Among the records below, find the lines that contain "input" and copy each of them.

> _Stored items_:

|---|

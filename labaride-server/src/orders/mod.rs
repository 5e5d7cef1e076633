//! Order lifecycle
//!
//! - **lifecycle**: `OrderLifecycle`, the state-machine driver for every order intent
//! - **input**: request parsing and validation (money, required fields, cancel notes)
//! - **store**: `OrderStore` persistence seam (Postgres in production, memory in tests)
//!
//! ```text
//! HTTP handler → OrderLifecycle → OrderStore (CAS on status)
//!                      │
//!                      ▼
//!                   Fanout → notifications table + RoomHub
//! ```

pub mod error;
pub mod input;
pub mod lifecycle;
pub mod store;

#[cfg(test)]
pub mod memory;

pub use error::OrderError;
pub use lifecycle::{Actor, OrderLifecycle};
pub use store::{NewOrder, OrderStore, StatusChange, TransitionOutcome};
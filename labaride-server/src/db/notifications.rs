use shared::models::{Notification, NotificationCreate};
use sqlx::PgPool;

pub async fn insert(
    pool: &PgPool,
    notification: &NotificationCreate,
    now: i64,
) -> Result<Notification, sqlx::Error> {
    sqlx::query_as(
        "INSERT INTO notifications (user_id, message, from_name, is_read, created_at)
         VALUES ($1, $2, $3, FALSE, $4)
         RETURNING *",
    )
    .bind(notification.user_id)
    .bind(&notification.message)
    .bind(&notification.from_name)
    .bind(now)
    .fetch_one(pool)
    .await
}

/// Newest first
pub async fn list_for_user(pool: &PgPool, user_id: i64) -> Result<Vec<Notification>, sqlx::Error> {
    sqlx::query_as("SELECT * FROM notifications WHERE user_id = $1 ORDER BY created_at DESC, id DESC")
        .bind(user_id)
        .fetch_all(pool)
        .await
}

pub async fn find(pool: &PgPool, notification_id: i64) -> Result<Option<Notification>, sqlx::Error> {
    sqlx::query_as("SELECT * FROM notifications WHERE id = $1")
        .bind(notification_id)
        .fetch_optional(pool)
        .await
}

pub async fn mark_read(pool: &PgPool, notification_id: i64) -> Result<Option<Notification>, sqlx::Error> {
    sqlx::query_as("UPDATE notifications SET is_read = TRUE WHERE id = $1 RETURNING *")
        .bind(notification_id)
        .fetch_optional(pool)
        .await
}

|---|

> _RESULT_:
//! - **input**: request parsing and validation (money, required fields, cancel notes)
pub mod input;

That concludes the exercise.